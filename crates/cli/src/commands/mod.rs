//! Command handlers for the arag CLI.
//!
//! This module organizes all CLI commands into separate submodules.

pub mod ask;
pub mod conversation;
pub mod index;
pub mod ingest;

// Re-export command types for convenience
pub use ask::AskCommand;
pub use conversation::ConversationCommand;
pub use index::IndexCommand;
pub use ingest::IngestCommand;

use std::sync::Arc;

use arag_core::{config::AppConfig, AppError, AppResult};
use arag_knowledge::EvidenceStore;
use arag_llm::{client_from_config, LlmClient};
use arag_prompt::PromptLibrary;
use serde::Serialize;

/// Collaborators shared by the commands that touch the index.
pub(crate) struct Services {
    pub llm: Arc<dyn LlmClient>,
    pub prompts: Arc<PromptLibrary>,
    pub store: Arc<EvidenceStore>,
}

impl Services {
    pub async fn open(config: &AppConfig) -> AppResult<Self> {
        config.validate()?;

        let llm = client_from_config(config)?;
        let prompts = Arc::new(PromptLibrary::load(&config.workspace)?);
        let store = arag_knowledge::open_store(config, llm.clone(), prompts.clone()).await?;

        Ok(Self {
            llm,
            prompts,
            store: Arc::new(store),
        })
    }
}

/// Print a value as pretty JSON on stdout.
pub(crate) fn print_json<T: Serialize>(value: &T) -> AppResult<()> {
    let json = serde_json::to_string_pretty(value)
        .map_err(|e| AppError::Serialization(e.to_string()))?;
    println!("{}", json);
    Ok(())
}
//! Workflow scenarios driven by scripted services.

mod support;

++++++++++

§ **Exercise prompt**
Look through the material above for the string "Self" and copy each line that has it.

§ **Answer space**
    pub async fn open(config: &AppConfig) -> AppResult<Self> {
        Ok(Self {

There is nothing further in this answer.